Vous souvenez-vous de ces membres de l’opposition qui avaient offert la somme de vingt millions (20.000. 000) de FCFA à un groupe d’individu armés pour attaquer l’usine de la Cominak à Arlit, à la veille des élections législatives du 23 novembre 1996 (cf interview du président BARE dans « Mon ambition pour le Niger » JA Livres avril 1997)? Ou de ces opposants qui organisaient des prières collectives pour qu’il ne pleuve pas au Niger en 1997 et 1998 ? Et de cet opposant connu pour ses turpitudes qui faisait le tour de ses parents dans les casernes pour demander de « liquider Baré » ? Quels châtiments méritaient-ils, d’après vous ?

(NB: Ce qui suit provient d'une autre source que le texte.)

//! Handle for a request's in-flight transport work.
//!
//! Each started request runs its transport call on a dedicated worker
//! thread. The handle only carries an id and a shared state cell; cancelling
//! flips the state and the worker reports `RequestError::Cancelled` when the
//! transport returns. The transport call itself is not interrupted.

use std::sync::atomic::{AtomicU8, Ordering};
use std::sync::Arc;
use std::thread;

use tracing::debug;
use uuid::Uuid;

use crate::error::RequestError;

/// Lifecycle state of a `RequestTask`.
#[derive(Debug, Clone, Copy, PartialEq, Eq)]
pub enum TaskState {
    Running,
    Cancelled,
    Completed,
}

const RUNNING: u8 = 0;
const CANCELLED: u8 = 1;
const COMPLETED: u8 = 2;

/// Shared handle to one transport task.
#[derive(Debug, Clone)]
pub struct RequestTask {
    id: Uuid,
    state: Arc<AtomicU8>,
}

impl RequestTask {
    /// Run `work` on a new worker thread. `work` receives a handle to the
    /// task so it can observe cancellation.
    pub(crate) fn spawn<F>(work: F) -> Result<Self, RequestError>
    where
        F: FnOnce(RequestTask) + Send + 'static,
    {
        let task = RequestTask {
            id: Uuid::new_v4(),
            state: Arc::new(AtomicU8::new(RUNNING)),
        };
        let worker = task.clone();
        thread::Builder::new()
            .name(format!("reqkit-task-{}", task.id.simple()))
            .spawn(move || work(worker))
            .map_err(|e| RequestError::TaskSpawn(e.to_string()))?;
        debug!(task_id = %task.id, "spawned request task");
        Ok(task)
    }

    pub fn id(&self) -> Uuid {
        self.id
    }

    pub fn state(&self) -> TaskState {
        match self.state.load(Ordering::Acquire) {
            RUNNING => TaskState::Running,
            CANCELLED => TaskState::Cancelled,
            _ => TaskState::Completed,
        }
    }

    pub fn is_running(&self) -> bool {
        self.state() == TaskState::Running
    }

    pub fn is_cancelled(&self) -> bool {
        self.state() == TaskState::Cancelled
    }

    /// Mark the task cancelled. Has no effect once it completed.
    pub fn cancel(&self) -> bool {
        let cancelled = self
            .state
            .compare_exchange(RUNNING, CANCELLED, Ordering::AcqRel, Ordering::Acquire)
            .is_ok();
        if cancelled {
            debug!(task_id = %self.id, "cancelled request task");
        }
        cancelled
    }

    /// Mark the task completed unless it was cancelled first. Returns
    /// whether the task was still running.
    pub(crate) fn complete(&self) -> bool {
        self.state
            .compare_exchange(RUNNING, COMPLETED, Ordering::AcqRel, Ordering::Acquire)
            .is_ok()
    }
}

Je ne pourrais oublier dans cette plaidoirie en faveur de la libération de vos prisonniers de « l’affaire cellule crises alimentaires » et OPVN, les Malla Ari, Idé Kalilou et Bakary Seidou et autres, qui croupissent en prison depuis 2015 pour des raisons non encore élucidées, puisque le lien entre le déclenchement de leur affaire et la disgrâce de leur leader est manifeste, surtout que pour des affaires financières plus récentes et autrement plus scandaleuses, les acteurs n’ont pas été inquiétés…

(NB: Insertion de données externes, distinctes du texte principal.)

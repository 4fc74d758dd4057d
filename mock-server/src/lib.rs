//! HTTP server used by the integration tests.
//!
//! - `ANY /echo` reflects method, path, query, headers and body as JSON.
//! - `GET /status/{code}` answers with that status.
//! - `GET /delay/{ms}` answers after sleeping.
//! - `GET /xml` serves a small XML document.
//! - `GET /latin1` serves ISO-8859-1 text.
//! - `GET /gbk` serves GBK text.
//! - `GET /bytes/{n}` serves `n` bytes of `application/octet-stream`, up to
//!   `MAX_BYTES`.

use std::collections::BTreeMap;
use std::time::Duration;

use axum::{
    body::Bytes,
    extract::Path,
    http::{header, HeaderMap, Method, StatusCode, Uri},
    response::IntoResponse,
    routing::{any, get},
    Json, Router,
};
use serde::{Deserialize, Serialize};
use tokio::net::TcpListener;

/// Body returned by `/echo`.
#[derive(Clone, Debug, Serialize, Deserialize, PartialEq, Eq)]
pub struct Echo {
    pub method: String,
    pub path: String,
    pub query: Option<String>,
    pub headers: BTreeMap<String, String>,
    pub body: String,
}

pub const XML_DOCUMENT: &str = r#"<?xml version="1.0" encoding="UTF-8"?>
<config version="3"><name>reqkit</name><feature enabled="true"/></config>"#;

/// "café" in ISO-8859-1.
pub const LATIN1_BODY: [u8; 4] = [0x63, 0x61, 0x66, 0xE9];

/// "中文" in GBK.
pub const GBK_BODY: [u8; 4] = [0xD6, 0xD0, 0xCE, 0xC4];

/// Largest body `/bytes/{n}` will produce.
pub const MAX_BYTES: usize = 64 * 1024 * 1024;

pub fn app() -> Router {
    Router::new()
        .route("/echo", any(echo))
        .route("/status/{code}", get(status))
        .route("/delay/{ms}", get(delay))
        .route("/xml", get(xml))
        .route("/latin1", get(latin1))
        .route("/gbk", get(gbk))
        .route("/bytes/{n}", get(bytes))
}

pub async fn run(listener: TcpListener) -> Result<(), std::io::Error> {
    axum::serve(listener, app()).await
}

async fn echo(method: Method, uri: Uri, headers: HeaderMap, body: Bytes) -> Json<Echo> {
    let headers = headers
        .iter()
        .filter_map(|(name, value)| {
            value
                .to_str()
                .ok()
                .map(|value| (name.as_str().to_string(), value.to_string()))
        })
        .collect();
    Json(Echo {
        method: method.to_string(),
        path: uri.path().to_string(),
        query: uri.query().map(str::to_string),
        headers,
        body: String::from_utf8_lossy(&body).into_owned(),
    })
}

async fn status(Path(code): Path<u16>) -> impl IntoResponse {
    let status = StatusCode::from_u16(code).unwrap_or(StatusCode::BAD_REQUEST);
    (status, Json(serde_json::json!({ "status": status.as_u16() })))
}

async fn delay(Path(ms): Path<u64>) -> Json<serde_json::Value> {
    tokio::time::sleep(Duration::from_millis(ms)).await;
    Json(serde_json::json!({ "delayed_ms": ms }))
}

async fn xml() -> impl IntoResponse {
    ([(header::CONTENT_TYPE, "application/xml")], XML_DOCUMENT)
}

async fn latin1() -> impl IntoResponse {
    (
        [(header::CONTENT_TYPE, "text/plain; charset=iso-8859-1")],
        LATIN1_BODY.to_vec(),
    )
}

async fn gbk() -> impl IntoResponse {
    (
        [(header::CONTENT_TYPE, "text/plain; charset=GBK")],
        GBK_BODY.to_vec(),
    )
}

async fn bytes(Path(n): Path<usize>) -> impl IntoResponse {
    if n > MAX_BYTES {
        return (StatusCode::PAYLOAD_TOO_LARGE, Vec::new()).into_response();
    }
    let body: Vec<u8> = (0..n).map(|i| (i % 251) as u8).collect();
    (
        [(header::CONTENT_TYPE, "application/octet-stream")],
        body,
    )
        .into_response()
}

#[cfg(test)]
mod tests {
    use super::*;

    #[test]
    fn echo_serializes_to_json() {
        let echo = Echo {
            method: "GET".to_string(),
            path: "/echo".to_string(),
            query: None,
            headers: BTreeMap::new(),
            body: String::new(),
        };
        let json = serde_json::to_value(&echo).unwrap();
        assert_eq!(json["method"], "GET");
        assert_eq!(json["query"], serde_json::Value::Null);
    }
}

En tant que musulman croyant, vous n’ignorez pas que le Coran, le Livre Saint que nous partageons, sur lequel vous avez prêté serment avant de prendre vos charges propose : « Dis : O Allah, Maître de l’autorité absolue. Tu donnes l’autorité à qui Tu veux, et Tu arraches l’autorité à qui Tu veux ; et Tu donnes la puissance à qui Tu veux, et Tu humilies qui Tu veux. Le bien est en Ta main et Tu es Omnipotent ». [Le Coran : Sourate 3, Verset 26] ». C’est dire QU’Allah enseigne que c’est LUI et LUI SEUL qui donne et reprend le pouvoir. Donc n’ayez nulle crainte des hommes et libérez ces innocents !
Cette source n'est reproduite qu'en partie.